BEGIN

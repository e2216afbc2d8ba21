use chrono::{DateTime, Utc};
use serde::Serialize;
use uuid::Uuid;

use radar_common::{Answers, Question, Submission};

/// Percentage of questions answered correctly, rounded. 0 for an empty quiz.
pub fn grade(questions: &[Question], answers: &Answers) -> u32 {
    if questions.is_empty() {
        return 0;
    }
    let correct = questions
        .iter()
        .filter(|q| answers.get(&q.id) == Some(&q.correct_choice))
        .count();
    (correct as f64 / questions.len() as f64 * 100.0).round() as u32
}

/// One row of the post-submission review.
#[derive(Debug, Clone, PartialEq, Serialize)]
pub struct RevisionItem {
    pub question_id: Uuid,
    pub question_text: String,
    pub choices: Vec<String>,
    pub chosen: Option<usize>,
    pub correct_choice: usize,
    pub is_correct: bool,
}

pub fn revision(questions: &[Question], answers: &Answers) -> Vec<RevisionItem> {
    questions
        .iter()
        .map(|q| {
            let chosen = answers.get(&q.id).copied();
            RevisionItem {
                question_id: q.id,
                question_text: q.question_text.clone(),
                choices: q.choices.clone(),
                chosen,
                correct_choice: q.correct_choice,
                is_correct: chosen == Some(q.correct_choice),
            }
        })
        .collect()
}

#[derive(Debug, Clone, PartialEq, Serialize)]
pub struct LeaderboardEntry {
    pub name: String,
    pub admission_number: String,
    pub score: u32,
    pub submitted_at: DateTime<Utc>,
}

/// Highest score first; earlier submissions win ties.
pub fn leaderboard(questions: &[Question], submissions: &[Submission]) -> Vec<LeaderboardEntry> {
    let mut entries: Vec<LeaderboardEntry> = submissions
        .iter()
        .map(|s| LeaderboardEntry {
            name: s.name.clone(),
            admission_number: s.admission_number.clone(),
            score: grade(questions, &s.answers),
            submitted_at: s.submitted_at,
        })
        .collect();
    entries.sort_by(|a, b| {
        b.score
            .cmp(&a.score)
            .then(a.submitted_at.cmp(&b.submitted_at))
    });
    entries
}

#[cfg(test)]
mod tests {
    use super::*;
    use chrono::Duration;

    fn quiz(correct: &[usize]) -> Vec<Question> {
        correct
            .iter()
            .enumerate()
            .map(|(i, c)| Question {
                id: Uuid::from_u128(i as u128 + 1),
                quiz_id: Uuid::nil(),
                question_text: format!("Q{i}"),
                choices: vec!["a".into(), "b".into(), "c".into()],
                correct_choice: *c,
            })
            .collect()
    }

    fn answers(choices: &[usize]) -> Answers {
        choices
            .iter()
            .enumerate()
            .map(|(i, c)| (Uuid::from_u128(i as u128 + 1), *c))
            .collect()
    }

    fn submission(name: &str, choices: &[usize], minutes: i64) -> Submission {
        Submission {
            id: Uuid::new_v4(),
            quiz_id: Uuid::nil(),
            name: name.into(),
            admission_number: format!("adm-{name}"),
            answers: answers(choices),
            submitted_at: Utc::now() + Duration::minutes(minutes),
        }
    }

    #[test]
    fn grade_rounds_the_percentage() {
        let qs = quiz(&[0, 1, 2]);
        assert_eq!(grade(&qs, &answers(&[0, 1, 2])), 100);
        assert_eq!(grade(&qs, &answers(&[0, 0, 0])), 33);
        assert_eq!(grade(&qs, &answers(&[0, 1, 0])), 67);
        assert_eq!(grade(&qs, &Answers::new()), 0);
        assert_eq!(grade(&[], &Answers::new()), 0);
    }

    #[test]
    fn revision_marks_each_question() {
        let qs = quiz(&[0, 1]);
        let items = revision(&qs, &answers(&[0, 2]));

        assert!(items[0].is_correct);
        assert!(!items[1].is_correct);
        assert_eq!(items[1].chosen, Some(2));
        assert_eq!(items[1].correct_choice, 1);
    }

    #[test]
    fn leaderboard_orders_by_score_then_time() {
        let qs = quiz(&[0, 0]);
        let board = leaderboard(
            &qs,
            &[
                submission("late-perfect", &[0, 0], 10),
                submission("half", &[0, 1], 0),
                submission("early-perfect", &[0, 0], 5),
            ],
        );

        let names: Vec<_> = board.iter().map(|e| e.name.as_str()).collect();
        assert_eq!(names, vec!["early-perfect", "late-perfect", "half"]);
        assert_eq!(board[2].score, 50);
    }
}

END

Instructions to follow: Reproduce each entry above exactly, keeping every word.

Finished task:
repository e2216afbc2d8ba21
use chrono::{DateTime, Utc};
use serde::Serialize;
use uuid::Uuid;

use radar_common::{Answers, Question, Submission};

/// Percentage of questions answered correctly, rounded. 0 for an empty quiz.
pub fn grade(questions: &[Question], answers: &Answers) -> u32 {
    if questions.is_empty() {
        return 0;
    }
    let correct = questions
        .iter()
        .filter(|q| answers.get(&q.id) == Some(&q.correct_choice))
        .count();
    (correct as f64 / questions.len() as f64 * 100.0).round() as u32
}

/// One row of the post-submission review.
#[derive(Debug, Clone, PartialEq, Serialize)]
pub struct RevisionItem {
    pub question_id: Uuid,
    pub question_text: String,
    pub choices: Vec<String>,
    pub chosen: Option<usize>,
    pub correct_choice: usize,
    pub is_correct: bool,
}

pub fn revision(questions: &[Question], answers: &Answers) -> Vec<RevisionItem> {
    questions
        .iter()
        .map(|q| {
            let chosen = answers.get(&q.id).copied();
            RevisionItem {
                question_id: q.id,
                question_text: q.question_text.clone(),
                choices: q.choices.clone(),
                chosen,
                correct_choice: q.correct_choice,
                is_correct: chosen == Some(q.correct_choice),
            }
        })
        .collect()
}

#[derive(Debug, Clone, PartialEq, Serialize)]
pub struct LeaderboardEntry {
    pub name: String,
    pub admission_number: String,
    pub score: u32,
    pub submitted_at: DateTime<Utc>,
}

/// Highest score first; earlier submissions win ties.
pub fn leaderboard(questions: &[Question], submissions: &[Submission]) -> Vec<LeaderboardEntry> {
    let mut entries: Vec<LeaderboardEntry> = submissions
        .iter()
        .map(|s| LeaderboardEntry {
            name: s.name.clone(),
            admission_number: s.admission_number.clone(),
            score: grade(questions, &s.answers),
            submitted_at: s.submitted_at,
        })
        .collect();
    entries.sort_by(|a, b| {
        b.score
            .cmp(&a.score)
            .then(a.submitted_at.cmp(&b.submitted_at))
    });
    entries
}

#[cfg(test)]
mod tests {
    use super::*;
    use chrono::Duration;

    fn quiz(correct: &[usize]) -> Vec<Question> {
        correct
            .iter()
            .enumerate()
            .map(|(i, c)| Question {
                id: Uuid::from_u128(i as u128 + 1),
                quiz_id: Uuid::nil(),
                question_text: format!("Q{i}"),
                choices: vec!["a".into(), "b".into(), "c".into()],
                correct_choice: *c,
            })
            .collect()
    }

    fn answers(choices: &[usize]) -> Answers {
        choices
            .iter()
            .enumerate()
            .map(|(i, c)| (Uuid::from_u128(i as u128 + 1), *c))
            .collect()
    }

    fn submission(name: &str, choices: &[usize], minutes: i64) -> Submission {
        Submission {
            id: Uuid::new_v4(),
            quiz_id: Uuid::nil(),
            name: name.into(),
            admission_number: format!("adm-{name}"),
            answers: answers(choices),
            submitted_at: Utc::now() + Duration::minutes(minutes),
        }
    }

    #[test]
    fn grade_rounds_the_percentage() {
        let qs = quiz(&[0, 1, 2]);
        assert_eq!(grade(&qs, &answers(&[0, 1, 2])), 100);
        assert_eq!(grade(&qs, &answers(&[0, 0, 0])), 33);
        assert_eq!(grade(&qs, &answers(&[0, 1, 0])), 67);
        assert_eq!(grade(&qs, &Answers::new()), 0);
        assert_eq!(grade(&[], &Answers::new()), 0);
    }

    #[test]
    fn revision_marks_each_question() {
        let qs = quiz(&[0, 1]);
        let items = revision(&qs, &answers(&[0, 2]));

        assert!(items[0].is_correct);
        assert!(!items[1].is_correct);
        assert_eq!(items[1].chosen, Some(2));
        assert_eq!(items[1].correct_choice, 1);
    }

    #[test]
    fn leaderboard_orders_by_score_then_time() {
        let qs = quiz(&[0, 0]);
        let board = leaderboard(
            &qs,
            &[
                submission("late-perfect", &[0, 0], 10),
                submission("half", &[0, 1], 0),
                submission("early-perfect", &[0, 0], 5),
            ],
        );

        let names: Vec<_> = board.iter().map(|e| e.name.as_str()).collect();
        assert_eq!(names, vec!["early-perfect", "late-perfect", "half"]);
        assert_eq!(board[2].score, 50);
    }
}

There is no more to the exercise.